=== Dataset entries ===

· · · ·

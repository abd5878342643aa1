//! Account context types
//!
//! [`AccountContext`] is created once per pipeline invocation from caller
//! input. Explicitly supplied `account_type` and `posting_style` are
//! authoritative: classification only fills them when they are absent.

use crate::error::ModelError;
use serde::{Deserialize, Serialize};
use std::collections::HashSet;
use std::fmt;
use std::str::FromStr;

/// Social platform a plan targets
#[derive(Debug, Clone, Copy, PartialEq, Eq, Hash, Serialize, Deserialize)]
#[serde(rename_all = "lowercase")]
pub enum Platform {
    Instagram,
    Twitter,
    Facebook,
}

impl Platform {
    /// Storage / wire name
    #[inline]
    #[must_use]
    pub fn as_str(&self) -> &'static str {
        match self {
            Self::Instagram => "instagram",
            Self::Twitter => "twitter",
            Self::Facebook => "facebook",
        }
    }

    /// Name the platform uses for the main post text
    #[inline]
    #[must_use]
    pub fn text_field(&self) -> &'static str {
        match self {
            Self::Twitter => "tweet_text",
            Self::Instagram | Self::Facebook => "caption",
        }
    }

    /// All supported platforms
    #[must_use]
    pub fn all() -> [Platform; 3] {
        [Self::Instagram, Self::Twitter, Self::Facebook]
    }
}

impl fmt::Display for Platform {
    fn fmt(&self, f: &mut fmt::Formatter<'_>) -> fmt::Result {
        f.write_str(self.as_str())
    }
}

impl FromStr for Platform {
    type Err = ModelError;

    fn from_str(s: &str) -> Result<Self, Self::Err> {
        match s.trim().to_lowercase().as_str() {
            "instagram" | "ig" => Ok(Self::Instagram),
            "twitter" | "x" => Ok(Self::Twitter),
            "facebook" | "fb" => Ok(Self::Facebook),
            other => Err(ModelError::UnknownPlatform(other.to_string())),
        }
    }
}

/// Account classification
#[derive(Debug, Clone, Copy, PartialEq, Eq, Hash, Default, Serialize, Deserialize)]
pub enum AccountType {
    #[serde(rename = "branding")]
    Branding,
    #[serde(rename = "non-branding")]
    NonBranding,
    #[default]
    #[serde(rename = "unknown")]
    Unknown,
}

impl AccountType {
    #[inline]
    #[must_use]
    pub fn as_str(&self) -> &'static str {
        match self {
            Self::Branding => "branding",
            Self::NonBranding => "non-branding",
            Self::Unknown => "unknown",
        }
    }
}

impl fmt::Display for AccountType {
    fn fmt(&self, f: &mut fmt::Formatter<'_>) -> fmt::Result {
        f.write_str(self.as_str())
    }
}

impl FromStr for AccountType {
    type Err = ModelError;

    fn from_str(s: &str) -> Result<Self, Self::Err> {
        match s.trim().to_lowercase().replace('_', "-").as_str() {
            "branding" | "brand" | "business" => Ok(Self::Branding),
            "non-branding" | "nonbranding" | "personal" | "creator" => Ok(Self::NonBranding),
            "unknown" => Ok(Self::Unknown),
            other => Err(ModelError::UnknownAccountType(other.to_string())),
        }
    }
}

/// Strip whitespace and a leading `@` from a handle
#[must_use]
pub fn clean_username(raw: &str) -> String {
    raw.trim().trim_start_matches('@').trim().to_string()
}

/// Per-invocation account context
#[derive(Debug, Clone, PartialEq, Eq, Serialize, Deserialize)]
pub struct AccountContext {
    pub primary_username: String,
    pub platform: Platform,
    #[serde(default, skip_serializing_if = "Option::is_none")]
    pub account_type: Option<AccountType>,
    #[serde(default, skip_serializing_if = "Option::is_none")]
    pub posting_style: Option<String>,
    #[serde(default)]
    pub competitors: Vec<String>,
    /// Caller-supplied topics; preferred over trend-derived topics
    #[serde(default, skip_serializing_if = "Vec::is_empty")]
    pub topics: Vec<String>,
}

impl AccountContext {
    /// Create context for a primary account
    #[must_use]
    pub fn new(primary_username: impl AsRef<str>, platform: Platform) -> Self {
        Self {
            primary_username: clean_username(primary_username.as_ref()),
            platform,
            account_type: None,
            posting_style: None,
            competitors: Vec::new(),
            topics: Vec::new(),
        }
    }

    /// With ordered competitor handles
    #[must_use]
    pub fn with_competitors<I, S>(mut self, competitors: I) -> Self
    where
        I: IntoIterator<Item = S>,
        S: AsRef<str>,
    {
        self.competitors = competitors
            .into_iter()
            .map(|c| clean_username(c.as_ref()))
            .collect();
        self
    }

    /// With explicit account type (authoritative)
    #[inline]
    #[must_use]
    pub fn with_account_type(mut self, account_type: AccountType) -> Self {
        self.account_type = Some(account_type);
        self
    }

    /// With explicit posting style (authoritative)
    #[inline]
    #[must_use]
    pub fn with_posting_style(mut self, style: impl Into<String>) -> Self {
        self.posting_style = Some(style.into());
        self
    }

    /// With caller-supplied topics
    #[must_use]
    pub fn with_topics<I, S>(mut self, topics: I) -> Self
    where
        I: IntoIterator<Item = S>,
        S: Into<String>,
    {
        self.topics = topics.into_iter().map(Into::into).collect();
        self
    }

    /// Account type, running `detect` only when none was supplied
    pub fn account_type_or_else(&self, detect: impl FnOnce() -> AccountType) -> AccountType {
        self.account_type.unwrap_or_else(detect)
    }

    /// Check structural sanity of caller input
    ///
    /// # Errors
    /// - `ModelError::EmptyUsername` for a blank primary or competitor handle
    /// - `ModelError::DuplicateCompetitor` if a handle repeats
    /// - `ModelError::CompetitorIsPrimary` if the primary lists itself
    pub fn validate(&self) -> Result<(), ModelError> {
        if self.primary_username.is_empty() {
            return Err(ModelError::EmptyUsername);
        }

        let mut seen = HashSet::new();
        for competitor in &self.competitors {
            if competitor.is_empty() {
                return Err(ModelError::EmptyUsername);
            }
            if competitor.eq_ignore_ascii_case(&self.primary_username) {
                return Err(ModelError::CompetitorIsPrimary(competitor.clone()));
            }
            if !seen.insert(competitor.to_lowercase()) {
                return Err(ModelError::DuplicateCompetitor(competitor.clone()));
            }
        }

        Ok(())
    }
}

/// Profile fields used for account classification
#[derive(Debug, Clone, Default, PartialEq, Eq, Serialize, Deserialize)]
pub struct ProfileSnapshot {
    pub username: String,
    #[serde(default)]
    pub full_name: String,
    #[serde(default)]
    pub biography: String,
    #[serde(default)]
    pub is_business: Option<bool>,
    #[serde(default)]
    pub category: Option<String>,
}

impl ProfileSnapshot {
    /// Snapshot with only a username
    #[must_use]
    pub fn bare(username: impl Into<String>) -> Self {
        Self {
            username: username.into(),
            ..Self::default()
        }
    }
}

#[cfg(test)]
mod tests {
    use super::*;

    #[test]
    fn platform_parse_and_display() {
        assert_eq!("Twitter".parse::<Platform>().unwrap(), Platform::Twitter);
        assert_eq!(Platform::Instagram.to_string(), "instagram");
        assert!("myspace".parse::<Platform>().is_err());
    }

    #[test]
    fn account_type_serde_names() {
        let json = serde_json::to_string(&AccountType::NonBranding).unwrap();
        assert_eq!(json, "\"non-branding\"");
        assert_eq!("business".parse::<AccountType>().unwrap(), AccountType::Branding);
    }

    #[test]
    fn explicit_account_type_wins_over_detection() {
        let ctx = AccountContext::new("netflix", Platform::Facebook)
            .with_account_type(AccountType::NonBranding);
        let detected = ctx.account_type_or_else(|| panic!("detection must not run"));
        assert_eq!(detected, AccountType::NonBranding);
    }

    #[test]
    fn detection_runs_when_absent() {
        let ctx = AccountContext::new("netflix", Platform::Facebook);
        assert_eq!(ctx.account_type_or_else(|| AccountType::Branding), AccountType::Branding);
    }

    #[test]
    fn handles_are_cleaned() {
        let ctx = AccountContext::new(" @geoffreyhinton ", Platform::Twitter)
            .with_competitors(["@elonmusk", "ylecun "]);
        assert_eq!(ctx.primary_username, "geoffreyhinton");
        assert_eq!(ctx.competitors, vec!["elonmusk", "ylecun"]);
    }

    #[test]
    fn validate_rejects_duplicates_and_self() {
        let dup = AccountContext::new("a", Platform::Twitter).with_competitors(["b", "B"]);
        assert!(matches!(dup.validate(), Err(ModelError::DuplicateCompetitor(_))));

        let selfref = AccountContext::new("a", Platform::Twitter).with_competitors(["A"]);
        assert!(matches!(selfref.validate(), Err(ModelError::CompetitorIsPrimary(_))));

        let empty = AccountContext::new("  ", Platform::Twitter);
        assert!(matches!(empty.validate(), Err(ModelError::EmptyUsername)));
    }
}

· · · ·

=== ACTIVITY ===
The answer must be every line of the records that holds the string "input".

=== EXERCISE RESULT ===
//! input. Explicitly supplied `account_type` and `posting_style` are
    /// Check structural sanity of caller input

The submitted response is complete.